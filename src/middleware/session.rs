use std::time::{Duration, Instant};

use futures::future::BoxFuture;
use tracing::debug;
use uuid::Uuid;

use crate::auth::{BEARER, TokenAuthenticator};
use crate::call::{Call, Reply};
use crate::chain::{Next, Stage};
use crate::metadata::{AUTHORIZATION, Metadata, TOKEN, TRACE_ID, UID};
use crate::middleware::AccessRecord;
use crate::status::Status;

/// Session policy.
#[derive(Clone, Debug)]
pub struct SessionConfig {
    /// Upper bound on how long any call may run.
    pub timeout: Duration,
    /// Reject calls that carry no `authorization` entry. Off by default:
    /// anonymous calls proceed with an empty subject id.
    pub require_auth: bool,
}

impl Default for SessionConfig {
    fn default() -> Self {
        Self { timeout: Duration::from_secs(10), require_auth: false }
    }
}

/// Values established for one call.
struct Session {
    trace_id: String,
    token: String,
    subject_id: String,
}

/// Establishes deadline, trace id and identity for every call.
///
/// Rejections made here never reach the access log stage, so they are
/// recorded here in the same shape.
#[derive(Debug)]
pub struct SessionStage {
    authenticator: TokenAuthenticator,
    config: SessionConfig,
}

impl SessionStage {
    pub fn new(authenticator: TokenAuthenticator, config: SessionConfig) -> Self {
        Self { authenticator, config }
    }

    /// Reads and extends the metadata. On failure returns the trace id known
    /// so far alongside the status.
    fn establish(&self, md: &mut Metadata) -> Result<Session, (String, Status)> {
        let trace_id = match md.get(TRACE_ID) {
            Some(id) => id.to_owned(),
            None => {
                let id = Uuid::new_v4().to_string();
                md.append(TRACE_ID, id.clone());
                id
            }
        };

        let (token, subject_id) = match md.get(AUTHORIZATION) {
            Some(header) => {
                let token = match header.split_once(' ') {
                    Some((BEARER, token)) if !token.is_empty() => token.to_owned(),
                    _ => return Err((trace_id, Status::unauthenticated("bad authorization string"))),
                };
                let identity = self.authenticator.authenticate(header).map_err(|e| {
                    debug!(%trace_id, error = %e, "bearer token rejected");
                    let status = Status::unauthenticated("parse token failed").with_detail(e.to_string());
                    (trace_id.clone(), status)
                })?;
                (token, identity.subject_id)
            }
            None if self.config.require_auth => {
                return Err((trace_id, Status::unauthenticated("missing authorization")));
            }
            None => (String::new(), String::new()),
        };

        // Caller-sent entries under these keys must not shadow the session's.
        md.insert(TOKEN, token.clone());
        md.insert(UID, subject_id.clone());
        Ok(Session { trace_id, token, subject_id })
    }
}

impl Stage for SessionStage {
    fn name(&self) -> &'static str { "session" }

    fn call<'a>(&'a self, mut call: Call, next: Next<'a>) -> BoxFuture<'a, Reply> {
        Box::pin(async move {
            let started = Instant::now();
            // A timeout too large to represent leaves the deadline as it is.
            if let Some(cap) = tokio::time::Instant::now().checked_add(self.config.timeout) {
                let bounded = call.context().with_deadline(cap);
                call.replace_context(bounded);
            }

            let established = match call.metadata_mut() {
                Some(md) => self.establish(md),
                None => Err((String::new(), Status::invalid_argument("empty metadata"))),
            };

            match established {
                Ok(session) => {
                    let ctx = call.context().with_session(session.trace_id, session.token, session.subject_id);
                    call.replace_context(ctx);
                    next.run(call).await
                }
                Err((trace_id, status)) => {
                    AccessRecord::new(&call, started).failure(&trace_id, &status);
                    Err(status)
                }
            }
        })
    }
}

#[cfg(test)]
mod tests {
    use std::time::{SystemTime, UNIX_EPOCH};

    use super::*;
    use crate::auth::Identity;
    use crate::chain::Chain;
    use crate::handler::Handler;
    use crate::{CallContext, Code};

    const SECRET: &[u8] = b"session-secret";

    fn stage(config: SessionConfig) -> SessionStage {
        SessionStage::new(TokenAuthenticator::new(SECRET), config)
    }

    fn unix_now() -> i64 {
        SystemTime::now().duration_since(UNIX_EPOCH).unwrap().as_secs() as i64
    }

    async fn whoami(call: Call) -> Result<serde_json::Value, Status> {
        let md = call.metadata().cloned().unwrap_or_default();
        Ok(serde_json::json!({
            "subject": call.context().subject_id(),
            "trace": call.context().trace_id(),
            "md_trace": md.get(TRACE_ID),
            "md_uid": md.get(UID),
            "md_token": md.get(TOKEN),
            "remaining_ms": call.context().remaining().map(|d| d.as_millis() as u64),
        }))
    }

    async fn run(config: SessionConfig, call: Call) -> Reply {
        let chain = Chain::builder().stage(stage(config)).build().unwrap();
        let handler = whoami.into_boxed_handler();
        chain.invoke(call, &handler).await
    }

    fn call(md: Metadata) -> Call {
        Call::new("/t/WhoAmI", serde_json::Value::Null).with_metadata(md)
    }

    #[tokio::test]
    async fn caller_trace_id_is_reused() {
        let reply = run(SessionConfig::default(), call(Metadata::new().with(TRACE_ID, "caller-trace"))).await.unwrap();
        assert_eq!(reply["trace"], "caller-trace");
        assert_eq!(reply["md_trace"], "caller-trace");
    }

    #[tokio::test]
    async fn missing_trace_id_is_generated() {
        let reply = run(SessionConfig::default(), call(Metadata::new())).await.unwrap();
        let trace = reply["trace"].as_str().unwrap();
        assert!(Uuid::parse_str(trace).is_ok());
        assert_eq!(reply["md_trace"], trace);
    }

    #[tokio::test]
    async fn valid_token_injects_subject() {
        let token = Identity::new("u1", unix_now() + 3600).sign(SECRET).unwrap();
        let md = Metadata::new().with(AUTHORIZATION, format!("Bearer {token}"));
        let reply = run(SessionConfig::default(), call(md)).await.unwrap();
        assert_eq!(reply["subject"], "u1");
        assert_eq!(reply["md_uid"], "u1");
    }

    #[tokio::test]
    async fn wrong_scheme_is_unauthenticated() {
        let md = Metadata::new().with(AUTHORIZATION, "Basic dTE6cHc=");
        let err = run(SessionConfig::default(), call(md)).await.unwrap_err();
        assert_eq!(err.code(), Code::Unauthenticated);
        assert_eq!(err.message(), "bad authorization string");
    }

    #[tokio::test]
    async fn rejection_detail_is_kept_out_of_the_message() {
        let token = Identity::new("u1", unix_now() - 10).sign(SECRET).unwrap();
        let md = Metadata::new().with(AUTHORIZATION, format!("Bearer {token}"));
        let err = run(SessionConfig::default(), call(md)).await.unwrap_err();
        assert_eq!(err.code(), Code::Unauthenticated);
        assert_eq!(err.message(), "parse token failed");
        assert!(err.detail().unwrap().contains("expired"));
    }

    #[tokio::test]
    async fn require_auth_rejects_anonymous_calls() {
        let config = SessionConfig { require_auth: true, ..SessionConfig::default() };
        let err = run(config, call(Metadata::new())).await.unwrap_err();
        assert_eq!(err.code(), Code::Unauthenticated);
    }

    #[tokio::test]
    async fn deadline_is_capped_by_session_timeout() {
        let config = SessionConfig { timeout: Duration::from_secs(1), ..SessionConfig::default() };
        let call = call(Metadata::new()).with_context(CallContext::with_timeout(Duration::from_secs(60)));
        let reply = run(config, call).await.unwrap();
        assert!(reply["remaining_ms"].as_u64().unwrap() <= 1000);
    }

    #[tokio::test]
    async fn caller_cannot_forge_identity_entries() {
        let token = Identity::new("u1", unix_now() + 3600).sign(SECRET).unwrap();
        let md = Metadata::new()
            .with(UID, "admin")
            .with(TOKEN, "forged")
            .with(AUTHORIZATION, format!("Bearer {token}"));
        let reply = run(SessionConfig::default(), call(md)).await.unwrap();
        assert_eq!(reply["md_uid"], "u1");
        assert_eq!(reply["md_token"], token.as_str());
    }

    #[tokio::test]
    async fn anonymous_call_clears_caller_identity_entries() {
        let md = Metadata::new().with(UID, "admin").with(TOKEN, "forged");
        let reply = run(SessionConfig::default(), call(md)).await.unwrap();
        assert_eq!(reply["subject"], "");
        assert_eq!(reply["md_uid"], "");
        assert_eq!(reply["md_token"], "");
    }

    #[tokio::test]
    async fn unrepresentable_timeout_keeps_the_caller_deadline() {
        let config = SessionConfig { timeout: Duration::from_secs(u64::MAX), ..SessionConfig::default() };
        let reply = run(config.clone(), call(Metadata::new())).await.unwrap();
        assert!(reply["remaining_ms"].is_null());

        let bounded = call(Metadata::new()).with_context(CallContext::with_timeout(Duration::from_secs(2)));
        let reply = run(config, bounded).await.unwrap();
        assert!(reply["remaining_ms"].as_u64().unwrap() <= 2000);
    }

    #[tokio::test]
    async fn missing_metadata_is_invalid_argument() {
        let chain = Chain::builder().stage(stage(SessionConfig::default())).build().unwrap();
        let handler = whoami.into_boxed_handler();
        let err = chain.invoke(Call::new("/t/WhoAmI", serde_json::Value::Null), &handler).await.unwrap_err();
        assert_eq!(err.code(), Code::InvalidArgument);
    }
}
_ _ _ _ _
▸ What to do
Every line that holds the word "Some" should be copied from the listing.

▸ Result for this task
            Some(id) => id.to_owned(),
            Some(header) => {
                    Some((BEARER, token)) if !token.is_empty() => token.to_owned(),
            if let Some(cap) = tokio::time::Instant::now().checked_add(self.config.timeout) {
                Some(md) => self.establish(md),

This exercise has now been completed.